今日読み直した本 - 『lex&yaccプログラミング』

2009/01/10

「CSS パーサ見つからない」な話を書いたもんだから,ほんの少しだけ責任を感じて,lex/yacc の本なんかを読んでみました。というか,もうかなり読み込んでるので,確認程度だったんですけど。

lex&yaccプログラミング ジョン・R レビン, ドウー ブラウン アスキー 1994年

6年くらい前,コンパイラ・コンパイラにものすごく執心していたことがあって,その手の本をかなり読んでいた時期があります。当時はへんてこなインタプリタを作って楽しむくらいだったんですけれど,それでもプログラミング言語を自分で設計するっつのは,想像以上に楽しかった。

本書は,あたしがコンパイラ・コンパイラを知るきっかけになった本です。町の本屋でいつまでも売れない本があったから,買って読んでみたのでした。たしかに,町の本屋では売れないわな。lex/yacc というのは,コンパイラの字句解析部と構文解析部のルーチンを自動生成してくれるツールです。コンパイラを作るコンパイラだから,コンパイラ・コンパイラ。FreeBSD なんかでは lex/yacc がそのまま使えるんですけれど,Linux を初めとした GNU 界隈では lex/yacc をもう少し高機能にした flex/bison というツールを使うのが一般的なんだと思います。
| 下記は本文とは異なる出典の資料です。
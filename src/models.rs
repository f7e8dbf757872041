use serde::{Deserialize, Serialize};

/// A library reference found in the scanned file.
#[derive(Debug, Clone, PartialEq, Eq, Serialize, Deserialize)]
pub struct Dependency {
    pub name: String,
    pub ecosystem: Ecosystem,
    pub declared_version: Option<String>,
    pub coordinates: Coordinates,
}

impl Dependency {
    /// Key used to de-duplicate dependencies within one file.
    pub fn key(&self) -> String {
        match &self.coordinates {
            Coordinates::Maven {
                group_id,
                artifact_id,
            } => format!("{}:{}", group_id, artifact_id),
            Coordinates::PyPi { project } => project.to_lowercase(),
            Coordinates::StandardLibrary { .. } | Coordinates::Unmapped => self.name.clone(),
        }
    }
}

/// Where the license of a [`Dependency`] comes from.
#[derive(Debug, Clone, PartialEq, Eq, Serialize, Deserialize)]
#[serde(tag = "kind", rename_all = "snake_case")]
pub enum Coordinates {
    /// A PyPI project name.
    PyPi { project: String },
    /// Maven Central `groupId:artifactId`.
    Maven {
        group_id: String,
        artifact_id: String,
    },
    /// Bundled with the language runtime; the license is known without a lookup.
    StandardLibrary { license: String },
    /// No registry coordinates could be derived.
    Unmapped,
}

#[derive(Debug, Clone, Copy, PartialEq, Eq, Serialize, Deserialize)]
#[serde(rename_all = "lowercase")]
pub enum Ecosystem {
    Python,
    Java,
    Maven,
}

impl std::fmt::Display for Ecosystem {
    fn fmt(&self, f: &mut std::fmt::Formatter<'_>) -> std::fmt::Result {
        match self {
            Ecosystem::Python => write!(f, "Python"),
            Ecosystem::Java => write!(f, "Java"),
            Ecosystem::Maven => write!(f, "Maven"),
        }
    }
}

/// Legal-risk tier of a license.
#[derive(Debug, Clone, Copy, PartialEq, Eq, Hash, Serialize, Deserialize)]
pub enum Rating {
    Trusted,
    Caution,
    Risky,
}

impl Rating {
    /// Higher is riskier.
    pub fn severity(self) -> u8 {
        match self {
            Rating::Trusted => 0,
            Rating::Caution => 1,
            Rating::Risky => 2,
        }
    }
}

impl std::fmt::Display for Rating {
    fn fmt(&self, f: &mut std::fmt::Formatter<'_>) -> std::fmt::Result {
        match self {
            Rating::Trusted => write!(f, "Trusted"),
            Rating::Caution => write!(f, "Caution"),
            Rating::Risky => write!(f, "Risky"),
        }
    }
}

/// One report row: a dependency joined with its resolved and rated license.
#[derive(Debug, Clone, PartialEq, Eq, Serialize, Deserialize)]
pub struct LicenseRecord {
    pub name: String,
    pub ecosystem: Ecosystem,
    pub version: Option<String>,
    /// License string as returned by the registry (or `"Unknown"`).
    pub raw_license: String,
    /// Normalized license label, e.g. `Apache-2.0` or `Unknown`.
    pub license: String,
    pub rating: Rating,
}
ちゃんとしたプログラミング言語を作るなら,少なくとも「ドラゴン本」を読まなきゃいけないんだとは思うんですけれど,その理解のためにも,現物の lex/yacc の使い方を見ておくのは,有意義なんじゃないかと思います。

コンパイラ 原理・技法・ツール 1 A. V. エイホ, J. D. ウルマン, R. セシィ サイエンス社 1990年

ドラゴン本は高いし重いしで,なかなか買う機会がない。いつも立ち読み。

それはそうと,今日本屋でコンパイラ・コンパイラ関連の本を探したんですけれど,上記の本も含めて,影も形もなくなっていました。あたしが覗く本屋は大きいところが3軒くらいあるんですけれど,どこにも置いてない。Amazon も新品は置いてない。こりゃ受難だ。

lex/yacc の代わりに,Ruby でプログラミング言語を作るってな企画モノ(Ruby には Racc という yacc 実装がある)の書籍があるくらい。こちらも6年前にゴリゴリ読んでました。

Rubyを256倍使うための本 無道編 青木峰郎 アスキー

こんなに参考書籍がない環境で,今時の言語開発者さんの卵はどんな本を読んでるんでしょう……。もう言語開発者とか要らないんだろうか。たしかに,増えすぎたっちゃ増えすぎた。そういえば,上記書籍を知人(かなり若い人)の前で読んでいたところ,コンパイラ・コンパイラという言葉をそもそも知らなかったみたい。あたしが入れ込んでたから,一般的でないコトを半ば常識として話してたってのもあるんでしょうけれど,プログラミング周りのリテラシが高い人だっただけに,ちょっと驚きました。世代的な違いなんだろうか……と,少し凹む感じすら……。

ともかく,コンパイラ・コンパイラの解説本がほとんどなくなっているのは,基礎技術の話だけに,ちょっとキツイ状況なんじゃないかと思っていたりします。lex/yacc 本の再販は急務だと思う。